### Collected data entries
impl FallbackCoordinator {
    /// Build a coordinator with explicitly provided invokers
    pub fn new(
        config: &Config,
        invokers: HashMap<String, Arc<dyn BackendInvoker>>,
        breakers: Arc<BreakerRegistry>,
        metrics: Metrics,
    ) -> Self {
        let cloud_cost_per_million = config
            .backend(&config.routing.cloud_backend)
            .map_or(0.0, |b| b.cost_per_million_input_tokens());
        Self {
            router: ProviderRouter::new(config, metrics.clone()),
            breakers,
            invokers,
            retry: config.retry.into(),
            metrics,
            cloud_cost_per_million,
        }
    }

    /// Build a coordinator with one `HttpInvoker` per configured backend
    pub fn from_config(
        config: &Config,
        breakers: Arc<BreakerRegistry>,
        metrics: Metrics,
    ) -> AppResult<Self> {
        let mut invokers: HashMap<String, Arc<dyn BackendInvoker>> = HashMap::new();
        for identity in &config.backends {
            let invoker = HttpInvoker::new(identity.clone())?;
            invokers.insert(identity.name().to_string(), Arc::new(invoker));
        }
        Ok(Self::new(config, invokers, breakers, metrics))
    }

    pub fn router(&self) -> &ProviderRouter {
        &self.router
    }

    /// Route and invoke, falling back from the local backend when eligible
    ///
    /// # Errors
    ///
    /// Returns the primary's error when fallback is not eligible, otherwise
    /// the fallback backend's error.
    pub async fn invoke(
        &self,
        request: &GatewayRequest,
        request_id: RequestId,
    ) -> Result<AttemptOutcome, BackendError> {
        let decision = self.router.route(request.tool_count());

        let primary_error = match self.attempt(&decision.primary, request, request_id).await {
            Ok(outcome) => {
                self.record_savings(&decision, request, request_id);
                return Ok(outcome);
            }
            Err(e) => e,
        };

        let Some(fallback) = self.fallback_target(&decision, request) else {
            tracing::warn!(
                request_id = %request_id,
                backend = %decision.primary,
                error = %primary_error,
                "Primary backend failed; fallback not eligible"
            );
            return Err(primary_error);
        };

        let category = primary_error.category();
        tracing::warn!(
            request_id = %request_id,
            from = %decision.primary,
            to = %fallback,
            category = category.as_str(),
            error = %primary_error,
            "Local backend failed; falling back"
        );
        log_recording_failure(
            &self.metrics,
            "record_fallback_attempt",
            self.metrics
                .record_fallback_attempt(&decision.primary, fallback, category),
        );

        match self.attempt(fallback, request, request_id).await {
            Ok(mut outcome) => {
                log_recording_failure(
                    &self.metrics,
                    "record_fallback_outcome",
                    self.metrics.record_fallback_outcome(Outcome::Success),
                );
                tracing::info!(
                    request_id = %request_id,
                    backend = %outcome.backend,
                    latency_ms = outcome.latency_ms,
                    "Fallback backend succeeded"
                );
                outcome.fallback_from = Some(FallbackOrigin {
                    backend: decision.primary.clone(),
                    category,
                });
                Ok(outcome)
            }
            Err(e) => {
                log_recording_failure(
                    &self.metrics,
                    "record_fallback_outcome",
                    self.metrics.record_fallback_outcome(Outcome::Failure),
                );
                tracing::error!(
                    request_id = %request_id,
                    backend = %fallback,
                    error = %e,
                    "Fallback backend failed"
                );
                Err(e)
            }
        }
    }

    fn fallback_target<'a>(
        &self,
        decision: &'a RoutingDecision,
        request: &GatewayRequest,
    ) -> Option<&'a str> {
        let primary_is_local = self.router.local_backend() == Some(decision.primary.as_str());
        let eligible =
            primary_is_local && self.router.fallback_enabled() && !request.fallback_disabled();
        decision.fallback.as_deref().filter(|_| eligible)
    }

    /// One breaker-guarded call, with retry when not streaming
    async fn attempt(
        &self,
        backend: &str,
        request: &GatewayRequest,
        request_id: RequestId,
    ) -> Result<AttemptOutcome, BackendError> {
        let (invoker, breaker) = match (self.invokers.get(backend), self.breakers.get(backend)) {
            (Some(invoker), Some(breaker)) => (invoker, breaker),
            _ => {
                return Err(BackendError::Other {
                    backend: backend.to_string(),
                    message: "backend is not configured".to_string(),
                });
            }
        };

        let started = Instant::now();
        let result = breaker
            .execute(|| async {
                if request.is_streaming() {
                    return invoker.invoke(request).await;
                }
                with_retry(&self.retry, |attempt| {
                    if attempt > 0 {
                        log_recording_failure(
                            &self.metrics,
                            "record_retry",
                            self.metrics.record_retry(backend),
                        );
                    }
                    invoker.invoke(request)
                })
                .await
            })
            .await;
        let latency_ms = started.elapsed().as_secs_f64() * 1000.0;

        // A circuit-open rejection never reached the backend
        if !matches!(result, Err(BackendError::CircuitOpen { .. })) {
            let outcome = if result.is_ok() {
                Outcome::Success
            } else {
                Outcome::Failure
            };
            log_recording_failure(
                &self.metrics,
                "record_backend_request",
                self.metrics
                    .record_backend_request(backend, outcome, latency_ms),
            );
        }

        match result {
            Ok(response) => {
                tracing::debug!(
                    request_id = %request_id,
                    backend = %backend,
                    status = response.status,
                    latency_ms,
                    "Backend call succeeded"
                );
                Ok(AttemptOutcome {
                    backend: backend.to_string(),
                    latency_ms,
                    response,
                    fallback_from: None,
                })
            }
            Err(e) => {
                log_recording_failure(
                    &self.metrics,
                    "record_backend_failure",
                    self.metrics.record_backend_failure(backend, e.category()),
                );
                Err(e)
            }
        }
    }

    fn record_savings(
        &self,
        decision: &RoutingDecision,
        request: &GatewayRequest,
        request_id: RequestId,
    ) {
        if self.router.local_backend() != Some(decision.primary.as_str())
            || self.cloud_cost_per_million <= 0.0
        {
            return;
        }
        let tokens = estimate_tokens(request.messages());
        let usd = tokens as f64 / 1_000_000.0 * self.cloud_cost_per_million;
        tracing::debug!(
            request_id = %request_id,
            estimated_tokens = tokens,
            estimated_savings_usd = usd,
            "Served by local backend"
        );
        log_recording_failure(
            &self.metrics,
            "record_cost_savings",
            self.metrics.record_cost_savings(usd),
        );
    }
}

### Work order
Retype every line of the data above exactly.

### Your response
impl FallbackCoordinator {
    /// Build a coordinator with explicitly provided invokers
    pub fn new(
        config: &Config,
        invokers: HashMap<String, Arc<dyn BackendInvoker>>,
        breakers: Arc<BreakerRegistry>,
        metrics: Metrics,
    ) -> Self {
        let cloud_cost_per_million = config
            .backend(&config.routing.cloud_backend)
            .map_or(0.0, |b| b.cost_per_million_input_tokens());
        Self {
            router: ProviderRouter::new(config, metrics.clone()),
            breakers,
            invokers,
            retry: config.retry.into(),
            metrics,
            cloud_cost_per_million,
        }
    }

    /// Build a coordinator with one `HttpInvoker` per configured backend
    pub fn from_config(
        config: &Config,
        breakers: Arc<BreakerRegistry>,
        metrics: Metrics,
    ) -> AppResult<Self> {
        let mut invokers: HashMap<String, Arc<dyn BackendInvoker>> = HashMap::new();
        for identity in &config.backends {
            let invoker = HttpInvoker::new(identity.clone())?;
            invokers.insert(identity.name().to_string(), Arc::new(invoker));
        }
        Ok(Self::new(config, invokers, breakers, metrics))
    }

    pub fn router(&self) -> &ProviderRouter {
        &self.router
    }

    /// Route and invoke, falling back from the local backend when eligible
    ///
    /// # Errors
    ///
    /// Returns the primary's error when fallback is not eligible, otherwise
    /// the fallback backend's error.
    pub async fn invoke(
        &self,
        request: &GatewayRequest,
        request_id: RequestId,
    ) -> Result<AttemptOutcome, BackendError> {
        let decision = self.router.route(request.tool_count());

        let primary_error = match self.attempt(&decision.primary, request, request_id).await {
            Ok(outcome) => {
                self.record_savings(&decision, request, request_id);
                return Ok(outcome);
            }
            Err(e) => e,
        };

        let Some(fallback) = self.fallback_target(&decision, request) else {
            tracing::warn!(
                request_id = %request_id,
                backend = %decision.primary,
                error = %primary_error,
                "Primary backend failed; fallback not eligible"
            );
            return Err(primary_error);
        };

        let category = primary_error.category();
        tracing::warn!(
            request_id = %request_id,
            from = %decision.primary,
            to = %fallback,
            category = category.as_str(),
            error = %primary_error,
            "Local backend failed; falling back"
        );
        log_recording_failure(
            &self.metrics,
            "record_fallback_attempt",
            self.metrics
                .record_fallback_attempt(&decision.primary, fallback, category),
        );

        match self.attempt(fallback, request, request_id).await {
            Ok(mut outcome) => {
                log_recording_failure(
                    &self.metrics,
                    "record_fallback_outcome",
                    self.metrics.record_fallback_outcome(Outcome::Success),
                );
                tracing::info!(
                    request_id = %request_id,
                    backend = %outcome.backend,
                    latency_ms = outcome.latency_ms,
                    "Fallback backend succeeded"
                );
                outcome.fallback_from = Some(FallbackOrigin {
                    backend: decision.primary.clone(),
                    category,
                });
                Ok(outcome)
            }
            Err(e) => {
                log_recording_failure(
                    &self.metrics,
                    "record_fallback_outcome",
                    self.metrics.record_fallback_outcome(Outcome::Failure),
                );
                tracing::error!(
                    request_id = %request_id,
                    backend = %fallback,
                    error = %e,
                    "Fallback backend failed"
                );
                Err(e)
            }
        }
    }

    fn fallback_target<'a>(
        &self,
        decision: &'a RoutingDecision,
        request: &GatewayRequest,
    ) -> Option<&'a str> {
        let primary_is_local = self.router.local_backend() == Some(decision.primary.as_str());
        let eligible =
            primary_is_local && self.router.fallback_enabled() && !request.fallback_disabled();
        decision.fallback.as_deref().filter(|_| eligible)
    }

    /// One breaker-guarded call, with retry when not streaming
    async fn attempt(
        &self,
        backend: &str,
        request: &GatewayRequest,
        request_id: RequestId,
    ) -> Result<AttemptOutcome, BackendError> {
        let (invoker, breaker) = match (self.invokers.get(backend), self.breakers.get(backend)) {
            (Some(invoker), Some(breaker)) => (invoker, breaker),
            _ => {
                return Err(BackendError::Other {
                    backend: backend.to_string(),
                    message: "backend is not configured".to_string(),
                });
            }
        };

        let started = Instant::now();
        let result = breaker
            .execute(|| async {
                if request.is_streaming() {
                    return invoker.invoke(request).await;
                }
                with_retry(&self.retry, |attempt| {
                    if attempt > 0 {
                        log_recording_failure(
                            &self.metrics,
                            "record_retry",
                            self.metrics.record_retry(backend),
                        );
                    }
                    invoker.invoke(request)
                })
                .await
            })
            .await;
        let latency_ms = started.elapsed().as_secs_f64() * 1000.0;

        // A circuit-open rejection never reached the backend
        if !matches!(result, Err(BackendError::CircuitOpen { .. })) {
            let outcome = if result.is_ok() {
                Outcome::Success
            } else {
                Outcome::Failure
            };
            log_recording_failure(
                &self.metrics,
                "record_backend_request",
                self.metrics
                    .record_backend_request(backend, outcome, latency_ms),
            );
        }

        match result {
            Ok(response) => {
                tracing::debug!(
                    request_id = %request_id,
                    backend = %backend,
                    status = response.status,
                    latency_ms,
                    "Backend call succeeded"
                );
                Ok(AttemptOutcome {
                    backend: backend.to_string(),
                    latency_ms,
                    response,
                    fallback_from: None,
                })
            }
            Err(e) => {
                log_recording_failure(
                    &self.metrics,
                    "record_backend_failure",
                    self.metrics.record_backend_failure(backend, e.category()),
                );
                Err(e)
            }
        }
    }

    fn record_savings(
        &self,
        decision: &RoutingDecision,
        request: &GatewayRequest,
        request_id: RequestId,
    ) {
        if self.router.local_backend() != Some(decision.primary.as_str())
            || self.cloud_cost_per_million <= 0.0
        {
            return;
        }
        let tokens = estimate_tokens(request.messages());
        let usd = tokens as f64 / 1_000_000.0 * self.cloud_cost_per_million;
        tracing::debug!(
            request_id = %request_id,
            estimated_tokens = tokens,
            estimated_savings_usd = usd,
            "Served by local backend"
        );
        log_recording_failure(
            &self.metrics,
            "record_cost_savings",
            self.metrics.record_cost_savings(usd),
        );
    }
}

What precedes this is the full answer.